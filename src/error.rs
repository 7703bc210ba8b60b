//! Error types for the I/O layers
//!
//! The core pipeline is total and never fails; these errors come from
//! reading repositories, dataset files and configuration.

use std::path::PathBuf;

use thiserror::Error;

/// Errors raised outside the pure core
#[derive(Debug, Error)]
pub enum Error {
    /// Repository path does not exist
    #[error("repository path does not exist: {}", .0.display())]
    RepositoryNotFound(PathBuf),

    /// Underlying libgit2 failure
    #[error("git error: {0}")]
    Git(#[from] git2::Error),

    /// None of the candidate branches yielded commits
    #[error("no commits found in branches: {}", .0.join(", "))]
    NoCommits(Vec<String>),

    /// Filesystem failure
    #[error("I/O error: {0}")]
    Io(#[from] std::io::Error),

    /// A dataset line could not be decoded
    #[error("invalid JSON on line {line}: {source}")]
    Json {
        /// 1-based line number
        line: usize,
        /// Decoder error
        #[source]
        source: serde_json::Error,
    },

    /// A record could not be encoded
    #[error("failed to encode record: {0}")]
    Encode(#[from] serde_json::Error),

    /// Config file does not exist
    #[error("config file not found: {}", .0.display())]
    ConfigNotFound(PathBuf),

    /// Config file is not valid TOML for this schema
    #[error("invalid config: {0}")]
    ConfigParse(#[from] toml::de::Error),

    /// Config could not be serialized
    #[error("failed to write config: {0}")]
    ConfigWrite(#[from] toml::ser::Error),
}

/// Result alias using [`Error`]
pub type Result<T> = std::result::Result<T, Error>;
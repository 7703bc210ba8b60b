//! Diff/message samples
//!
//! A sample is what flows in from a history reader or a dataset file. The
//! text fields accept the alternative names used by public commit datasets
//! (`patch`, `message`). When both names are present `diff` wins over
//! `patch` and `message` wins over `commit_message`; `null` counts as
//! missing.

use serde::{Deserialize, Serialize};

/// One (diff, commit message) pair plus optional provenance
#[derive(Debug, Clone, Default, PartialEq, Eq, Serialize, Deserialize)]
#[serde(from = "RawSample")]
pub struct Sample {
    /// Unified diff text
    pub diff: String,
    /// Commit message text
    pub commit_message: String,
    /// Commit SHA the pair was extracted from
    #[serde(default, skip_serializing_if = "Option::is_none")]
    pub commit_hash: Option<String>,
    /// Author name
    #[serde(default, skip_serializing_if = "Option::is_none")]
    pub author: Option<String>,
    /// Author date (RFC 3339)
    #[serde(default, skip_serializing_if = "Option::is_none")]
    pub date: Option<String>,
}

/// Wire form of a sample as found in dataset files
#[derive(Deserialize)]
struct RawSample {
    diff: Option<String>,
    patch: Option<String>,
    message: Option<String>,
    commit_message: Option<String>,
    commit_hash: Option<String>,
    author: Option<String>,
    date: Option<String>,
}

impl From<RawSample> for Sample {
    fn from(raw: RawSample) -> Self {
        Self {
            diff: raw.diff.or(raw.patch).unwrap_or_default(),
            commit_message: raw.message.or(raw.commit_message).unwrap_or_default(),
            commit_hash: raw.commit_hash,
            author: raw.author,
            date: raw.date,
        }
    }
}

impl Sample {
    /// Create a sample with no provenance
    #[must_use]
    pub fn new(diff: impl Into<String>, commit_message: impl Into<String>) -> Self {
        Self {
            diff: diff.into(),
            commit_message: commit_message.into(),
            ..Self::default()
        }
    }
}
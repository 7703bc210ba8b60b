//! commit-corpus - Build clean diff/commit-message training corpora from git
//! history
//!
//! This library provides the data pipeline in front of a commit message
//! model: parsing unified diffs into statistics, sanitizing and truncating
//! them, normalizing commit messages, and validating (diff, message) pairs
//! before they are rendered into training text.

// Deny all clippy warnings in this crate
#![deny(
    clippy::all,
    clippy::pedantic,
    clippy::nursery,
    missing_docs,
    missing_debug_implementations,
    missing_copy_implementations,
    trivial_casts,
    trivial_numeric_casts,
    unsafe_code,
    unused_import_braces,
    unused_qualifications
)]
// Allow some pedantic lints that are too noisy or not applicable
#![allow(
    clippy::module_name_repetitions,
    clippy::missing_errors_doc,
    clippy::cargo_common_metadata
)]

/// Library version
pub const VERSION: &str = env!("CARGO_PKG_VERSION");

pub mod adapters;
pub mod config;
pub mod core;
pub mod error;
pub mod output;
pub mod paths;

pub use error::{Error, Result};
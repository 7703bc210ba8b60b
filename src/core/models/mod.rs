//! Domain models for commit-corpus
//!
//! Pure data structures with no I/O dependencies.
//!
//! - [`DiffStats`] - Counters parsed from a unified diff
//! - [`CommitQuality`] - Advisory quality record for a message
//! - [`CommitCategory`] - Keyword-based commit classification
//! - [`IssueTag`] - Why a pair was rejected
//! - [`ValidationVerdict`] - Per-pair decision
//! - [`Sample`] - A (diff, message) pair with provenance
//! - [`DatasetReport`] - Corpus-level summary

mod category;
mod diff_stats;
mod issue;
mod quality;
mod report;
mod sample;
mod verdict;

pub use category::CommitCategory;
pub use diff_stats::DiffStats;
pub use issue::{IssueCount, IssueTag};
pub use quality::{CommitQuality, MAX_QUALITY_SCORE};
pub use report::DatasetReport;
pub use sample::Sample;
pub use verdict::ValidationVerdict;
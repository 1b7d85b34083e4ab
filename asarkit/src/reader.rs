use std::convert::TryFrom;
use std::fs;
use std::path::Path;

use crate::header::{parse_header, FileEntry, Header};
use crate::integrity::header_digest;
use crate::{AsarError, Result};
use indexmap::IndexMap;
use nom::number::complete::le_u32;
use nom::sequence::tuple;
use nom::IResult;

/// Size of the prelude (four little-endian u32 fields).
pub const PRELUDE_SIZE: usize = 16;
/// Value of the first prelude field: size of the outer pickle's payload.
pub const PRELUDE_MAGIC: u32 = 4;

/// Logical paths mapped to their content, in header order.
pub type EntryMap = IndexMap<String, Vec<u8>>;

/// The prelude is a pair of nested Chromium pickles: the outer one stores
/// `header_size`, the inner one stores the header JSON as a length-prefixed,
/// 4-byte aligned string.
#[derive(Debug, Clone, Copy, PartialEq, Eq)]
pub struct Prelude {
    pub magic: u32,
    pub header_size: u32,
    pub header_payload_size: u32,
    pub json_size: u32,
}

impl Prelude {
    /// Offset of the data region from the start of the archive.
    pub fn data_offset(&self) -> u64 {
        8 + u64::from(self.header_size)
    }

    /// Returns the header JSON bytes. The prelude must come from `archive`.
    pub fn header_json<'a>(&self, archive: &'a [u8]) -> &'a [u8] {
        &archive[PRELUDE_SIZE..PRELUDE_SIZE + self.json_size as usize]
    }
}

fn parse_prelude_fields(input: &[u8]) -> IResult<&[u8], Prelude> {
    let (output, (magic, header_size, header_payload_size, json_size)) =
        tuple((le_u32, le_u32, le_u32, le_u32))(input)?;
    Ok((
        output,
        Prelude {
            magic,
            header_size,
            header_payload_size,
            json_size,
        },
    ))
}

/// Parses and validates the prelude against the archive's actual length.
pub fn parse_prelude(archive: &[u8]) -> Result<Prelude> {
    if archive.len() < PRELUDE_SIZE {
        return Err(AsarError::format_error(format!(
            "Archive is {} bytes long, smaller than its {}-byte prelude",
            archive.len(),
            PRELUDE_SIZE
        )));
    }
    let (_, prelude) = parse_prelude_fields(archive)
        .map_err(|_| AsarError::format_error("Failed to parse archive prelude"))?;
    if prelude.magic != PRELUDE_MAGIC {
        return Err(AsarError::format_error(format!(
            "Unexpected prelude magic {}",
            prelude.magic
        )));
    }
    if u64::from(prelude.header_payload_size) + 4 != u64::from(prelude.header_size) {
        return Err(AsarError::format_error(
            "Inconsistent header size fields in prelude",
        ));
    }
    if u64::from(prelude.json_size) + 4 > u64::from(prelude.header_payload_size) {
        return Err(AsarError::format_error(
            "Header JSON length exceeds declared header size",
        ));
    }
    let json_end = PRELUDE_SIZE as u64 + u64::from(prelude.json_size);
    if json_end > archive.len() as u64 || prelude.data_offset() > archive.len() as u64 {
        return Err(AsarError::format_error(
            "Declared header length extends past the end of the archive",
        ));
    }
    Ok(prelude)
}

/// Parses an archive, returning its header and the offset of its data
/// region.
pub fn parse_archive(archive: &[u8]) -> Result<(Header, u64)> {
    let prelude = parse_prelude(archive)?;
    let header = parse_header(prelude.header_json(archive))?;
    Ok((header, prelude.data_offset()))
}

/// Returns the byte range a packed entry occupies in `archive`.
fn entry_range(
    path: &str,
    entry: &FileEntry,
    data_offset: u64,
    archive_len: usize,
) -> Result<(usize, usize)> {
    let offset = entry
        .offset
        .ok_or_else(|| AsarError::format_error(format!("Entry '{}' has no offset", path)))?;
    let out_of_bounds =
        || AsarError::format_error(format!("Entry '{}' lies outside of the data region", path));
    let start = data_offset.checked_add(offset).ok_or_else(out_of_bounds)?;
    let end = start.checked_add(entry.size).ok_or_else(out_of_bounds)?;
    if end > archive_len as u64 {
        return Err(out_of_bounds());
    }
    Ok((usize::try_from(start)?, usize::try_from(end)?))
}

/// Copies every packed entry out of `archive`, in header order. Unpacked
/// entries live outside of the archive and are skipped.
pub fn extract_entries(archive: &[u8], header: &Header, data_offset: u64) -> Result<EntryMap> {
    let mut entries = EntryMap::new();
    for (path, entry) in header.files() {
        if !entry.is_packed() {
            continue;
        }
        let (start, end) = entry_range(&path, entry, data_offset, archive.len())?;
        entries.insert(path, archive[start..end].to_vec());
    }
    Ok(entries)
}

/// An archive loaded in memory.
#[derive(Debug)]
pub struct AsarArchive {
    data: Vec<u8>,
    header: Header,
    data_offset: u64,
}

impl AsarArchive {
    pub fn open(asar_archive_path: &Path) -> Result<AsarArchive> {
        let data = fs::read(asar_archive_path)?;
        AsarArchive::from_bytes(data)
    }

    pub fn from_bytes(data: Vec<u8>) -> Result<AsarArchive> {
        let (header, data_offset) = parse_archive(&data)?;
        Ok(AsarArchive {
            data,
            header,
            data_offset,
        })
    }

    pub fn header(&self) -> &Header {
        &self.header
    }

    pub fn data_offset(&self) -> u64 {
        self.data_offset
    }

    pub fn as_bytes(&self) -> &[u8] {
        &self.data
    }

    pub fn file_count(&self) -> usize {
        self.header.files().len()
    }

    pub fn file_paths(&self) -> Vec<String> {
        self.header.files().into_iter().map(|(p, _)| p).collect()
    }

    pub fn get_file_entry(&self, file_path: &str) -> Option<&FileEntry> {
        self.header.find_file(file_path)
    }

    /// Reads a packed entry's content.
    pub fn read_file(&self, file_path: &str) -> Result<Vec<u8>> {
        let entry = self
            .get_file_entry(file_path)
            .filter(|e| e.is_packed())
            .ok_or_else(|| AsarError::EntryNotFound(file_path.to_string()))?;
        let (start, end) = entry_range(file_path, entry, self.data_offset, self.data.len())?;
        Ok(self.data[start..end].to_vec())
    }

    pub fn extract_entries(&self) -> Result<EntryMap> {
        extract_entries(&self.data, &self.header, self.data_offset)
    }

    pub fn header_digest(&self) -> Result<String> {
        header_digest(&self.data)
    }

    /// Checks every packed entry that carries an integrity record against its
    /// stored bytes.
    pub fn verify_integrity(&self) -> Result<()> {
        for (path, entry) in self.header.files() {
            if !entry.is_packed() {
                continue;
            }
            if let Some(integrity) = &entry.integrity {
                let (start, end) = entry_range(&path, entry, self.data_offset, self.data.len())?;
                if !integrity.matches(&self.data[start..end]) {
                    return Err(AsarError::IntegrityMismatch(path));
                }
            }
        }
        Ok(())
    }
}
# # # # #
_The problem_
Could you repeat exactly the lines above from the line with "pub mod config;" up to and including the line with "use crate::integrity::header_digest;", and only those?

_Solved problem_
pub mod config;
pub mod core;
pub mod error;
pub mod output;
pub mod paths;

pub use error::{Error, Result};
repository 7703bc210ba8b60b
filename src/core/models/mod.rs
//! Domain models for commit-corpus
//!
//! Pure data structures with no I/O dependencies.
//!
//! - [`DiffStats`] - Counters parsed from a unified diff
//! - [`CommitQuality`] - Advisory quality record for a message
//! - [`CommitCategory`] - Keyword-based commit classification
//! - [`IssueTag`] - Why a pair was rejected
//! - [`ValidationVerdict`] - Per-pair decision
//! - [`Sample`] - A (diff, message) pair with provenance
//! - [`DatasetReport`] - Corpus-level summary

mod category;
mod diff_stats;
mod issue;
mod quality;
mod report;
mod sample;
mod verdict;

pub use category::CommitCategory;
pub use diff_stats::DiffStats;
pub use issue::{IssueCount, IssueTag};
pub use quality::{CommitQuality, MAX_QUALITY_SCORE};
pub use report::DatasetReport;
pub use sample::Sample;
pub use verdict::ValidationVerdict;
repository 1b7d85b34083e4ab
filename asarkit/src/reader.rs
use std::convert::TryFrom;
use std::fs;
use std::path::Path;

use crate::header::{parse_header, FileEntry, Header};
use crate::integrity::header_digest;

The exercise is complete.